** WORKING DATA follows **

//! Daily case derivation and Gaussian rolling smoothing.
//!
//! Cumulative case counts are differenced into daily new cases, smoothed with
//! a centered 7-day Gaussian window (std 2) and front-truncated at the first
//! day whose smoothed value reaches a minimum case count.

use chrono::NaiveDate;
use serde::{Deserialize, Serialize};
use tracing::debug;

use crate::error::{Error, Result};

/// Smoothed daily cases below this are considered too noisy to plot.
pub const DEFAULT_MIN_CASES: i64 = 20;

const WINDOW: usize = 7;
const STD_DEV: f64 = 2.0;

/// A single dated observation.
#[derive(Debug, Clone, Copy, PartialEq, Serialize, Deserialize)]
pub struct Point<T> {
    pub date: NaiveDate,
    pub value: T,
}

impl<T> Point<T> {
    pub fn new(date: NaiveDate, value: T) -> Self {
        Self { date, value }
    }
}

pub type CumulativeCaseSeries = Vec<Point<i64>>;
pub type DailyDeltaSeries = Vec<Point<i64>>;
pub type SmoothedSeries = Vec<Point<i64>>;

/// Index-aligned daily and smoothed series returned by [`smooth`].
#[derive(Debug, Clone, Default, PartialEq, Serialize)]
pub struct SmoothedCases {
    pub original: DailyDeltaSeries,
    pub smoothed: SmoothedSeries,
}

impl SmoothedCases {
    pub fn is_empty(&self) -> bool {
        self.smoothed.is_empty()
    }

    pub fn len(&self) -> usize {
        self.smoothed.len()
    }
}

/// Symmetric Gaussian window weights, centered on the middle sample.
pub fn gaussian_weights() -> [f64; WINDOW] {
    let center = (WINDOW - 1) as f64 / 2.0;
    let mut weights = [0.0; WINDOW];
    for (k, w) in weights.iter_mut().enumerate() {
        let z = (k as f64 - center) / STD_DEV;
        *w = (-0.5 * z * z).exp();
    }
    weights
}

/// Centered Gaussian-weighted rolling mean.
///
/// Samples outside the series or `NaN` are skipped and the remaining weights
/// renormalised, so a single valid sample is enough to emit a value. A window
/// with no valid samples yields `NaN`.
pub fn gaussian_rolling_mean(values: &[f64]) -> Vec<f64> {
    let weights = gaussian_weights();
    let half = (WINDOW / 2) as isize;
    let n = values.len() as isize;

    (0..n)
        .map(|i| {
            let mut total = 0.0;
            let mut weight_sum = 0.0;
            for (k, w) in weights.iter().enumerate() {
                let j = i + k as isize - half;
                if j < 0 || j >= n {
                    continue;
                }
                let v = values[j as usize];
                if v.is_nan() {
                    continue;
                }
                total += w * v;
                weight_sum += w;
            }
            if weight_sum == 0.0 {
                f64::NAN
            } else {
                total / weight_sum
            }
        })
        .collect()
}

/// First differences of a cumulative series. The first date has no
/// predecessor and is dropped.
pub fn daily_deltas(cumulative: &[Point<i64>]) -> DailyDeltaSeries {
    cumulative
        .windows(2)
        .map(|pair| Point::new(pair[1].date, pair[1].value - pair[0].value))
        .collect()
}

/// Derives daily new cases from `cumulative` and smooths them.
///
/// Both returned series start at the first day whose smoothed value is at
/// least `min_cases`. When no day reaches it the result is empty, which is
/// not an error.
///
/// # Errors
///
/// [`Error::EmptySeries`] for fewer than two points, [`Error::Schema`] when
/// dates are not strictly increasing.
pub fn smooth(cumulative: &[Point<i64>], min_cases: i64) -> Result<SmoothedCases> {
    if cumulative.len() < 2 {
        return Err(Error::EmptySeries("cumulative cases".to_string()));
    }
    if let Some(pair) = cumulative.windows(2).find(|p| p[1].date <= p[0].date) {
        return Err(Error::Schema(format!(
            "case dates not strictly increasing at {}",
            pair[1].date
        )));
    }

    let original = daily_deltas(cumulative);

    // Upstream corrections show up as negative days; they are kept as-is.
    let negative = original.iter().filter(|p| p.value < 0).count();
    if negative > 0 {
        debug!(negative, "Negative daily case counts passed through");
    }

    let values: Vec<f64> = original.iter().map(|p| p.value as f64).collect();
    let smoothed: SmoothedSeries = gaussian_rolling_mean(&values)
        .into_iter()
        .zip(&original)
        .map(|(v, p)| Point::new(p.date, v.round_ties_even() as i64))
        .collect();

    let start = first_at_least(&smoothed, min_cases);

    Ok(SmoothedCases {
        original: original[start..].to_vec(),
        smoothed: smoothed[start..].to_vec(),
    })
}

/// Index of the first point with `value >= threshold`, or `len` if none.
fn first_at_least(series: &[Point<i64>], threshold: i64) -> usize {
    series
        .iter()
        .position(|p| p.value >= threshold)
        .unwrap_or(series.len())
}

#[cfg(test)]
mod tests {
    use super::*;

    fn day(n: i64) -> NaiveDate {
        NaiveDate::from_ymd_opt(2020, 3, 1).unwrap() + chrono::Duration::days(n)
    }

    fn cumulative(values: &[i64]) -> CumulativeCaseSeries {
        values
            .iter()
            .enumerate()
            .map(|(i, v)| Point::new(day(i as i64), *v))
            .collect()
    }

    fn values(series: &[Point<i64>]) -> Vec<i64> {
        series.iter().map(|p| p.value).collect()
    }

    #[test]
    fn test_weights_are_symmetric_and_peak_at_center() {
        let w = gaussian_weights();
        assert_eq!(w[3], 1.0);
        for k in 0..3 {
            assert!((w[k] - w[6 - k]).abs() < 1e-12);
            assert!(w[k] < w[k + 1]);
        }
        assert!((w[0] - (-1.125f64).exp()).abs() < 1e-12);
    }

    #[test]
    fn test_daily_deltas_drop_first_day() {
        let deltas = daily_deltas(&cumulative(&[10, 12, 20]));
        assert_eq!(values(&deltas), vec![2, 8]);
        assert_eq!(deltas[0].date, day(1));
    }

    #[test]
    fn test_end_to_end_scenario() {
        let input = cumulative(&[10, 10, 10, 15, 15, 20, 20, 28, 40, 40]);

        let all = smooth(&input, 0).unwrap();
        assert_eq!(values(&all.original), vec![0, 0, 5, 0, 5, 0, 8, 12, 0]);
        assert_eq!(values(&all.smoothed), vec![1, 2, 2, 2, 4, 4, 5, 6, 5]);

        let gated = smooth(&input, 5).unwrap();
        assert_eq!(values(&gated.original), vec![8, 12, 0]);
        assert_eq!(values(&gated.smoothed), vec![5, 6, 5]);
        assert_eq!(gated.smoothed[0].date, day(7));
        assert_eq!(gated.original[0].date, gated.smoothed[0].date);
    }

    #[test]
    fn test_constant_rate_is_preserved() {
        let input: Vec<i64> = (0..12).map(|i| 100 + 25 * i).collect();
        let result = smooth(&cumulative(&input), DEFAULT_MIN_CASES).unwrap();
        assert_eq!(result.len(), 11);
        assert!(result.smoothed.iter().all(|p| p.value == 25));
        assert!(result.original.iter().all(|p| p.value == 25));
    }

    #[test]
    fn test_truncation_is_first_index_at_threshold() {
        let input = cumulative(&[0, 1, 3, 10, 40, 100, 180, 260, 300, 320, 330]);
        let full = smooth(&input, 0).unwrap();
        let gated = smooth(&input, 20).unwrap();

        let expected = full.smoothed.iter().position(|p| p.value >= 20).unwrap();
        assert_eq!(gated.len(), full.len() - expected);
        assert!(gated.smoothed[0].value >= 20);
        assert!(full.smoothed[..expected].iter().all(|p| p.value < 20));
    }

    #[test]
    fn test_below_threshold_is_empty_not_error() {
        let result = smooth(&cumulative(&[1, 2, 3, 4]), DEFAULT_MIN_CASES).unwrap();
        assert!(result.is_empty());
        assert!(result.original.is_empty());
    }

    #[test]
    fn test_negative_deltas_pass_through() {
        let result = smooth(&cumulative(&[50, 40, 60]), -100).unwrap();
        assert_eq!(values(&result.original), vec![-10, 20]);
    }

    #[test]
    fn test_short_series_rejected() {
        let err = smooth(&cumulative(&[5]), 0).unwrap_err();
        assert!(matches!(err, Error::EmptySeries(_)));
    }

    #[test]
    fn test_unordered_dates_rejected() {
        let mut input = cumulative(&[1, 2, 3]);
        input.swap(1, 2);
        assert!(matches!(smooth(&input, 0), Err(Error::Schema(_))));
    }

    #[test]
    fn test_rolling_mean_skips_nan() {
        let out = gaussian_rolling_mean(&[f64::NAN, 4.0, f64::NAN]);
        assert!(out.iter().all(|v| (*v - 4.0).abs() < 1e-12));
        assert!(gaussian_rolling_mean(&[f64::NAN])[0].is_nan());
    }

    #[test]
    fn test_round_ties_to_even() {
        assert_eq!(2.5f64.round_ties_even(), 2.0);
        assert_eq!(3.5f64.round_ties_even(), 4.0);
    }

    #[test]
    fn test_input_is_not_mutated() {
        let input = cumulative(&[10, 30, 60]);
        let copy = input.clone();
        let _ = smooth(&input, 0).unwrap();
        assert_eq!(input, copy);
    }
}
use async_trait::async_trait;
use bytes::Bytes;

use super::ArtifactSource;
use crate::error::{Error, Result};
use crate::fetch::{BasicClient, HttpClient, fetch_bytes};

/// An artifact served over HTTP(S).
pub struct HttpArtifact<C = BasicClient> {
    url: String,
    client: C,
}

impl HttpArtifact<BasicClient> {
    pub fn new(url: &str) -> Result<Self> {
        let client = BasicClient::new().map_err(|e| Error::unavailable(url, e))?;
        Ok(Self::with_client(url, client))
    }
}

impl<C: HttpClient> HttpArtifact<C> {
    pub fn with_client(url: &str, client: C) -> Self {
        Self {
            url: url.to_string(),
            client,
        }
    }
}

#[async_trait]
impl<C: HttpClient> ArtifactSource for HttpArtifact<C> {
    fn location(&self) -> &str {
        &self.url
    }

    async fn read(&self) -> Result<Bytes> {
        fetch_bytes(&self.client, &self.url)
            .await
            .map_err(|e| Error::unavailable(&self.url, e))
    }
}
use async_trait::async_trait;
use bytes::Bytes;
use std::path::PathBuf;

use super::ArtifactSource;
use crate::error::{Error, Result};

/// An artifact on the local filesystem.
pub struct LocalFile {
    location: String,
    path: PathBuf,
}

impl LocalFile {
    pub fn new(path: impl Into<PathBuf>) -> Self {
        let path = path.into();
        Self {
            location: path.display().to_string(),
            path,
        }
    }
}

#[async_trait]
impl ArtifactSource for LocalFile {
    fn location(&self) -> &str {
        &self.location
    }

    async fn read(&self) -> Result<Bytes> {
        let bytes = tokio::fs::read(&self.path)
            .await
            .map_err(|e| Error::unavailable(&self.location, e))?;
        Ok(Bytes::from(bytes))
    }
}

#[cfg(test)]
mod tests {
    use super::*;
    use std::env;
    use std::fs;

    #[tokio::test]
    async fn test_reads_existing_file() {
        let path = env::temp_dir().join("texas_rt_local_source.json");
        fs::write(&path, b"{\"a\":1}").unwrap();

        let source = LocalFile::new(&path);
        assert_eq!(source.read().await.unwrap().as_ref(), b"{\"a\":1}");

        fs::remove_file(&path).unwrap();
    }

    #[tokio::test]
    async fn test_missing_file_is_unavailable() {
        let source = LocalFile::new("/nonexistent/texas_rt/final_results.json");
        let err = source.read().await.unwrap_err();
        assert!(matches!(err, Error::SourceUnavailable { .. }));
    }
}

** End of WORKING DATA **

Give only the number of lines in the records that contain the string "days".

2